▶ **WORK TO COMPLETE**
Extract all lines in the data that contain the word "Discriminator".
Start of RECORDS SUPPLIED
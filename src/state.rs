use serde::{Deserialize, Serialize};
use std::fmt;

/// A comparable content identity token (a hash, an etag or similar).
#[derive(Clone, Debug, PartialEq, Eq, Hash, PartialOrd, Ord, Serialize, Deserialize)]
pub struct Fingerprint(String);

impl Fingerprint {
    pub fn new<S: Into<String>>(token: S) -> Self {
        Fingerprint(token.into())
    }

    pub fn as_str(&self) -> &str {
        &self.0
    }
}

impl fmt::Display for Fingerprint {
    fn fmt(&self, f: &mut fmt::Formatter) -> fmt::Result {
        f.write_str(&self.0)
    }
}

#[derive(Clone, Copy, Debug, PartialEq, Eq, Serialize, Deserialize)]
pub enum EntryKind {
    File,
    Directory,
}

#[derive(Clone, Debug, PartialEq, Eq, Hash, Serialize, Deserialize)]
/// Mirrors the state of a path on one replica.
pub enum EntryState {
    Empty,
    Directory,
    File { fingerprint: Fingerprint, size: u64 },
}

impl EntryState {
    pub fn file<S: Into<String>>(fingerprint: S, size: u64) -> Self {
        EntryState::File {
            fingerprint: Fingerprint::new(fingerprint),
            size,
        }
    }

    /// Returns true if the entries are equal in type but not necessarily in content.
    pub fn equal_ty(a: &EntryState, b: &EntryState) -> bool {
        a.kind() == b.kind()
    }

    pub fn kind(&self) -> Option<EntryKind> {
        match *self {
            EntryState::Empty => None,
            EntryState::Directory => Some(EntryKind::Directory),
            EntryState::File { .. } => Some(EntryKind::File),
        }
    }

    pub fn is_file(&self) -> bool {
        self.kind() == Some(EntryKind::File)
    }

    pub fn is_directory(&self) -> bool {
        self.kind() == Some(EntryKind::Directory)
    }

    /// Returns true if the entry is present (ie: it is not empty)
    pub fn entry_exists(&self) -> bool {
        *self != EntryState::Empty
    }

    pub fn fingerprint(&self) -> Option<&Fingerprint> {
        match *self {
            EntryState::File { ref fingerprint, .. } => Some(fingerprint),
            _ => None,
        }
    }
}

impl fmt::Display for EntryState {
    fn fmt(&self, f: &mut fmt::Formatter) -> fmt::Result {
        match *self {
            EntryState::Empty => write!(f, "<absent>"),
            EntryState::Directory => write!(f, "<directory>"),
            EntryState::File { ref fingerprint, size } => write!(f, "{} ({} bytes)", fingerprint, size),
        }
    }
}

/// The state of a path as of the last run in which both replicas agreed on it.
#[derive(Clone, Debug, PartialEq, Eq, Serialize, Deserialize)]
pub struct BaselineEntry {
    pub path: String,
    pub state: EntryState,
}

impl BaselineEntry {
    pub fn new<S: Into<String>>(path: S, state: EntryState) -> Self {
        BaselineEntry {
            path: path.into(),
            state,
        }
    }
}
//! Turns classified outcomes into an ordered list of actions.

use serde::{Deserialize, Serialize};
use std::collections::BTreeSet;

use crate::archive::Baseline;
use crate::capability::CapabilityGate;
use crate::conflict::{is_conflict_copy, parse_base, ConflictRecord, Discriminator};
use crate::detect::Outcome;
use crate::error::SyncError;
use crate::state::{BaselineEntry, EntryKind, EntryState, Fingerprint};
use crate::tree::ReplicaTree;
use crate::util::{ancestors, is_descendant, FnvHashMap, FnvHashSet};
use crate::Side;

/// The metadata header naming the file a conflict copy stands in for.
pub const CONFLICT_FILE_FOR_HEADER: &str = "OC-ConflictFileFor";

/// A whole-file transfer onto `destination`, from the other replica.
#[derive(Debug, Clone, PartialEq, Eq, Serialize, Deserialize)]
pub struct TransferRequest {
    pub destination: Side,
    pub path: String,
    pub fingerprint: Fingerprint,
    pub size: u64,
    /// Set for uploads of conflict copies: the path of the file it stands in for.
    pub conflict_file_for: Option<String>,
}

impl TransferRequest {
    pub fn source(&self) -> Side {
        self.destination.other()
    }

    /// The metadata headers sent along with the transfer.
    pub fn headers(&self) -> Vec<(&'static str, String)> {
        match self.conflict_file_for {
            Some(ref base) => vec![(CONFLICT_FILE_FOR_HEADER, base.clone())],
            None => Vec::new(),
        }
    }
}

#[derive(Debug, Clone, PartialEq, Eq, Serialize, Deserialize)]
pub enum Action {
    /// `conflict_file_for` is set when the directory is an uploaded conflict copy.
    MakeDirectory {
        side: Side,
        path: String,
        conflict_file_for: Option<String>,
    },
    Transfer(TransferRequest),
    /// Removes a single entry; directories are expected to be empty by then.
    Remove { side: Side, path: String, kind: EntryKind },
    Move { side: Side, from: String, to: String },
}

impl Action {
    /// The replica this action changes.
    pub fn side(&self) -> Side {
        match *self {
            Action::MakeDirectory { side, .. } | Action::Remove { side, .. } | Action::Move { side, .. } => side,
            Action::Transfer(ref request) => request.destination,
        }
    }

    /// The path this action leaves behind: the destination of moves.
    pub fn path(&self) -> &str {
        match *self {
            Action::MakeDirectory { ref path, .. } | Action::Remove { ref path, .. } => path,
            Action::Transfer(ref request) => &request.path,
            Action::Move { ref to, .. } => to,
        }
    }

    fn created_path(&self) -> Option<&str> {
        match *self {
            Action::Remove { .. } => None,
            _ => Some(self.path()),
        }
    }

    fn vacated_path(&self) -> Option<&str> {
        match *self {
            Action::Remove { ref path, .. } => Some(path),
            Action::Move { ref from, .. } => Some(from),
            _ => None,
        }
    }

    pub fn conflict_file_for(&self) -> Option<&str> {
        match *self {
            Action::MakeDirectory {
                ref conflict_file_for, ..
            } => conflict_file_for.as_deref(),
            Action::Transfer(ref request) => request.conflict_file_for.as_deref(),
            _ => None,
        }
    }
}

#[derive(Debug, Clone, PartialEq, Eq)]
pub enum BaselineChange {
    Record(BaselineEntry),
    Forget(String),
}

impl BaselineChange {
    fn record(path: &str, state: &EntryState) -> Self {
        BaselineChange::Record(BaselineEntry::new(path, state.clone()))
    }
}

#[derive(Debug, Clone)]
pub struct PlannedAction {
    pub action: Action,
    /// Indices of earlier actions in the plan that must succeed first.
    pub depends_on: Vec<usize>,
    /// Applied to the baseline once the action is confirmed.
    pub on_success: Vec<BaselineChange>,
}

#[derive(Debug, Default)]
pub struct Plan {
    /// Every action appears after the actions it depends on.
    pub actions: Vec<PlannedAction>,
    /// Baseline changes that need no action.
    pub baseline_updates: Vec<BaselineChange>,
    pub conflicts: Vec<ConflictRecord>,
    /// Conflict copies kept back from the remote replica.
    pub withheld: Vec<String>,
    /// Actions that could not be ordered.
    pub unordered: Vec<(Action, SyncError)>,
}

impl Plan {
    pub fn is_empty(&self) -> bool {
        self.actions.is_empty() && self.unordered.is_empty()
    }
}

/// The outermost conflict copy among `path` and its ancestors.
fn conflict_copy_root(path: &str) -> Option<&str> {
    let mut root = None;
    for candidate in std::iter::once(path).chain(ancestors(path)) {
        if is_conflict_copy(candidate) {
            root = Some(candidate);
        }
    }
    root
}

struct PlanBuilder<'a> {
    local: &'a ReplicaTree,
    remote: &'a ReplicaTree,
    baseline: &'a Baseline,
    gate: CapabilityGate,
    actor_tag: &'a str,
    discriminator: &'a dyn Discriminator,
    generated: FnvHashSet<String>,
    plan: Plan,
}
End of RECORDS SUPPLIED
▶ **FINISHED TASK**
use crate::conflict::{is_conflict_copy, parse_base, ConflictRecord, Discriminator};
    discriminator: &'a dyn Discriminator,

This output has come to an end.